Pendidikan Religiositas
Definisi Pendidikan Religiositas.
Ide awal
munculnya Pendidikan Religiositas, dikemukakan oleh Romo Mangunwijaya sekitar
tahun 1982. Ia memunculkan ide yang menggelitik dunia pendidikan dala, rangka
mencerdaskan anak bangsa. Menurutnya pendidikan jangan hanya menciptakan anak
yang pandai secara intelektual karena proses penularan ilmu semata, tetapi
lebih mengarah pada upaya untuk menumbuhkembangkan sikap dan semangat religious
yang terbuka bagi anak didik. Hal ini
diuraikan dalam bukunya yang berjudul ‘menumbuhkan sikap religious
anak-anak’ sebagaimana yang dikutip oleh Joko Warmanto dkk dalam buku
pendidikan Religiositas.
Dengan semangat religious yang
terbuka, anak didik tidak lagi hidup terkurung dalam jalan pikirannya sendiri,
berdasarkan agama dan kepercayaannya sehingga begitu mudah meremehkan tean yang
beragama dan berkepercayaan lain. Sikap religious terbuka, yakni dengan cara
hidup bersama sebagai saudara degan teman yang berbeda agama dan kepercayaan di
sekolah serta mengkomunikasikan imannya dengan terbuka dan dengan penuh
ketulusan hati. Berdasarkan pemahaman tersbut, komunikasi iman akhirnya
ditempatkan dalam kerangka pendidikan religiositas di sekolah-sekolah Katolik
yang berada di wilayah Keuskupan Semarang.

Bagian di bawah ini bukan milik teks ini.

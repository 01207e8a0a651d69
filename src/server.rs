//! Streaming chat HTTP server.
//!
//! # Endpoints
//!
//! | Method | Path | Description |
//! |--------|------|-------------|
//! | `POST` | `/chat` | Answer the last message, streamed as it is generated |
//! | `GET`  | `/health` | Health check (returns version) |
//!
//! `POST /chat` takes `{"messages": [{"role", "content"}...], "source"?: "docs"|"code"|"combined"}`
//! (default source `combined`). The answer is streamed as raw text chunks
//! with `Content-Type: text/event-stream`, `Cache-Control: no-cache` and
//! `X-Accel-Buffering: no`. When the client disconnects the response body is
//! dropped, which drops the upstream model request with it.
//!
//! Errors are JSON: `{ "error": { "code": "bad_request", "message": "..." } }`.

use std::convert::Infallible;
use std::sync::Arc;

use axum::{
    body::{Body, Bytes},
    extract::State,
    http::{header, StatusCode},
    response::{IntoResponse, Response},
    routing::{get, post},
    Json, Router,
};
use futures::{future, StreamExt};
use serde::{Deserialize, Serialize};
use tower_http::cors::{Any, CorsLayer};
use tracing::{info, warn};

use crate::config::Config;
use crate::gateway::{ChatMessage, ModelGateway, OllamaGateway};
use crate::models::Collection;
use crate::rag::{RagService, RagSettings};
use crate::store::{SqliteStore, VectorStore};

#[derive(Clone)]
struct AppState {
    rag: Arc<RagService>,
}

/// Start the server on `[server].bind` with the Ollama gateway and SQLite store.
pub async fn run_server(config: &Config) -> anyhow::Result<()> {
    let gateway: Arc<dyn ModelGateway> = Arc::new(OllamaGateway::new(&config.ollama)?);
    let store: Arc<dyn VectorStore> = Arc::new(SqliteStore::open(config).await?);
    let rag = Arc::new(RagService::new(
        gateway,
        store,
        RagSettings::from_config(config),
    ));

    let listener = tokio::net::TcpListener::bind(&config.server.bind).await?;
    println!("chat server listening on http://{}", config.server.bind);
    info!(bind = %config.server.bind, "server started");

    axum::serve(listener, router(rag)).await?;
    Ok(())
}

/// Routes with CORS open to all origins.
pub fn router(rag: Arc<RagService>) -> Router {
    let cors = CorsLayer::new()
        .allow_origin(Any)
        .allow_methods(Any)
        .allow_headers(Any);

    Router::new()
        .route("/chat", post(handle_chat))
        .route("/health", get(handle_health))
        .layer(cors)
        .with_state(AppState { rag })
}

// ============ Error response ============

#[derive(Serialize)]
struct ErrorBody {
    error: ErrorDetail,
}

#[derive(Serialize)]
struct ErrorDetail {
    code: String,
    message: String,
}

struct AppError {
    status: StatusCode,
    code: String,
    message: String,
}

impl IntoResponse for AppError {
    fn into_response(self) -> Response {
        let body = ErrorBody {
            error: ErrorDetail {
                code: self.code,
                message: self.message,
            },
        };
        (self.status, Json(body)).into_response()
    }
}

fn bad_request(message: impl Into<String>) -> AppError {
    AppError {
        status: StatusCode::BAD_REQUEST,
        code: "bad_request".to_string(),
        message: message.into(),
    }
}

fn internal(message: impl Into<String>) -> AppError {
    AppError {
        status: StatusCode::INTERNAL_SERVER_ERROR,
        code: "internal".to_string(),
        message: message.into(),
    }
}

// ============ GET /health ============

#[derive(Serialize)]
struct HealthResponse {
    status: String,
    version: String,
}

async fn handle_health() -> Json<HealthResponse> {
    Json(HealthResponse {
        status: "ok".to_string(),
        version: env!("CARGO_PKG_VERSION").to_string(),
    })
}

// ============ POST /chat ============

#[derive(Deserialize)]
struct ChatBody {
    messages: Vec<ChatMessage>,
    #[serde(default)]
    source: Option<String>,
}

async fn handle_chat(
    State(state): State<AppState>,
    Json(body): Json<ChatBody>,
) -> Result<Response, AppError> {
    let question = body
        .messages
        .last()
        .map(|m| m.content.trim().to_string())
        .filter(|q| !q.is_empty())
        .ok_or_else(|| bad_request("messages must end with a non-empty message"))?;

    let source = match body.source.as_deref() {
        Some(s) => s
            .parse::<Collection>()
            .map_err(|e| bad_request(e.to_string()))?,
        None => Collection::Combined,
    };

    let tokens = state.rag.answer_stream(&question, source).await;
    let chunks = tokens
        .take_while(|item| {
            if let Err(e) = item {
                warn!(error = %e, "upstream stream ended with an error");
            }
            future::ready(item.is_ok())
        })
        .filter_map(|item| future::ready(item.ok().map(Bytes::from)))
        .map(Ok::<Bytes, Infallible>);

    Response::builder()
        .status(StatusCode::OK)
        .header(header::CONTENT_TYPE, "text/event-stream")
        .header(header::CACHE_CONTROL, "no-cache")
        .header("X-Accel-Buffering", "no")
        .body(Body::from_stream(chunks))
        .map_err(|e| internal(e.to_string()))
}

Romo Mangunwijaya berpendapat bahwa
religiositas tidak identik sama dengan agama. Agama menunjukan pada lembaga
kebaktian Allah atau ‘dunia atas’ yang resmi dan yuridis, melalui peraturan dan
hokum, keseluruhan organisasi tafsir kitab-kitab keramat, dan berbagai hal yang
melingkupi segi-segi kemasyarakatan (gegsellschaft).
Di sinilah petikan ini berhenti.